• _Work required_: Reproduce the first line of the entries that follow and each later line, word for word, ending with the one containing "(flags override it)".

══════

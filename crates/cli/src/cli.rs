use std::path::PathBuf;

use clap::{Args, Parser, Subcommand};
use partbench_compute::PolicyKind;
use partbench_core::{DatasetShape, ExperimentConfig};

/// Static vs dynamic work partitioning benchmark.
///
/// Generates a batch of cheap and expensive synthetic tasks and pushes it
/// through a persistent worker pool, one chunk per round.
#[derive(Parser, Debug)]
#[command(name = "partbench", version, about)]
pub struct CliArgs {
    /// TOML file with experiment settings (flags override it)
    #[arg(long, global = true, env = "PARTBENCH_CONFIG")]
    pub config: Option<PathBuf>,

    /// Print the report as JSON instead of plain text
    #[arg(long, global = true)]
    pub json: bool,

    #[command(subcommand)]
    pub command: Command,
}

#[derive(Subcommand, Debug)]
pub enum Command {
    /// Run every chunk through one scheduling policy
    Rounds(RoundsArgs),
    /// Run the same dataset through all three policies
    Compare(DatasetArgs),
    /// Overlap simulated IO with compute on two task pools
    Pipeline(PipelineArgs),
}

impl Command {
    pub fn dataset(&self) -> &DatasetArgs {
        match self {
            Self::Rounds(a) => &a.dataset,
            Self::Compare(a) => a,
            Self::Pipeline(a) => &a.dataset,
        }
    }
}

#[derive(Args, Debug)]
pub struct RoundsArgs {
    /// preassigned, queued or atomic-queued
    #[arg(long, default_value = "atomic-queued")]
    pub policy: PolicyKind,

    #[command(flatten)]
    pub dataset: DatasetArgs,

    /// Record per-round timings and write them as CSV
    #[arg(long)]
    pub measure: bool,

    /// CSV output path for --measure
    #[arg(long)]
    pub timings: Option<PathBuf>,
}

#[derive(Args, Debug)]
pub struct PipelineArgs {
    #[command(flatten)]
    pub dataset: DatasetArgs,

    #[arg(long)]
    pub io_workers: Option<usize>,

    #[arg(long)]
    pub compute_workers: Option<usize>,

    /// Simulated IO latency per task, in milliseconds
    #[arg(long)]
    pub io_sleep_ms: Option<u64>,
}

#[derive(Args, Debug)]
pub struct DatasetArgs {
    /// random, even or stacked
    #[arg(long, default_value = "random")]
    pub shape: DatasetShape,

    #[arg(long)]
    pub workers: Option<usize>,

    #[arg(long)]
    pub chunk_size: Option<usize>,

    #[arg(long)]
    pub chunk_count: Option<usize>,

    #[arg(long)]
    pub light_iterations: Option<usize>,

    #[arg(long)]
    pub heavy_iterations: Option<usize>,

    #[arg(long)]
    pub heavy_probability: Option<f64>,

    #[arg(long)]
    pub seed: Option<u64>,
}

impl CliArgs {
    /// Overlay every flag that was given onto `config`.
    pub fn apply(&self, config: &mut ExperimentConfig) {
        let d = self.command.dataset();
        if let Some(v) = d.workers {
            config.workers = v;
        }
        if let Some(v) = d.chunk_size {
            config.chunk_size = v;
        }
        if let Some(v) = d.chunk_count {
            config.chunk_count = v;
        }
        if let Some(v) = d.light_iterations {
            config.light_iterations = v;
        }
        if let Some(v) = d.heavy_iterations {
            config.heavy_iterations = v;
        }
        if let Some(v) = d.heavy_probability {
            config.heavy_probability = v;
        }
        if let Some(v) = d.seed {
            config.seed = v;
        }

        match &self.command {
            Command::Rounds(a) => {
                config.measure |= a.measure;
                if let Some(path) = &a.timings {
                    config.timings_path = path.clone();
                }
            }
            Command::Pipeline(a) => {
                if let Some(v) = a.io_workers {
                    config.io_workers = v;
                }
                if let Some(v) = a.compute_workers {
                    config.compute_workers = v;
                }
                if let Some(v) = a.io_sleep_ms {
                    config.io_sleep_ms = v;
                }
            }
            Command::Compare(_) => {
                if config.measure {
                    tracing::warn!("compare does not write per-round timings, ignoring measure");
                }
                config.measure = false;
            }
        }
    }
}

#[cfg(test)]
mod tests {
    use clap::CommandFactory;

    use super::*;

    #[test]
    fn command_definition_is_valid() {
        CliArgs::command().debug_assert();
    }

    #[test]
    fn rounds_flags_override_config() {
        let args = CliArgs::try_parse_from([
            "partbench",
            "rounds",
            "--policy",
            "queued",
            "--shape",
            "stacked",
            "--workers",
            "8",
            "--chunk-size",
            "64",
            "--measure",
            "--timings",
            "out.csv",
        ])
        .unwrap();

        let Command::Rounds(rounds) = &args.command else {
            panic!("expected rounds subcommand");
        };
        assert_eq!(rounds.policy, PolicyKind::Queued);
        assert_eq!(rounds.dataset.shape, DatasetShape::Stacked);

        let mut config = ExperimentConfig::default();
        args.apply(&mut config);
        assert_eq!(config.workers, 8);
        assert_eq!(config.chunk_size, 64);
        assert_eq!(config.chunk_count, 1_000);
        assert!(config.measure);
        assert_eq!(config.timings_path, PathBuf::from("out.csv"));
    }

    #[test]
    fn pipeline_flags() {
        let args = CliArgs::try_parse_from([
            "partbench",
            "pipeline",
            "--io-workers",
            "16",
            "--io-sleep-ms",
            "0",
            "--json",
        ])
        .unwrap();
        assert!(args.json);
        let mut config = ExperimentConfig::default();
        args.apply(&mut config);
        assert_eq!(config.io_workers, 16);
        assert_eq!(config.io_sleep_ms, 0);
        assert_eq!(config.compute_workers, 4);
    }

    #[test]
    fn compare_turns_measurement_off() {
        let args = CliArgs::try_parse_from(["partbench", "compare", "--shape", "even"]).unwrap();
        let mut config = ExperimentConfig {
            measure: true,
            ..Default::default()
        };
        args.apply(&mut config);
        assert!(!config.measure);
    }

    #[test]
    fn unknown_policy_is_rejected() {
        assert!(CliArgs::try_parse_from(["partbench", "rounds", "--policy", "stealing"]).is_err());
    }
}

══════

• _Solved problem_:
filename crates/cli/src/cli.rs
use std::path::PathBuf;

use clap::{Args, Parser, Subcommand};
use partbench_compute::PolicyKind;
use partbench_core::{DatasetShape, ExperimentConfig};

/// Static vs dynamic work partitioning benchmark.
///
/// Generates a batch of cheap and expensive synthetic tasks and pushes it
/// through a persistent worker pool, one chunk per round.
#[derive(Parser, Debug)]
#[command(name = "partbench", version, about)]
pub struct CliArgs {
    /// TOML file with experiment settings (flags override it)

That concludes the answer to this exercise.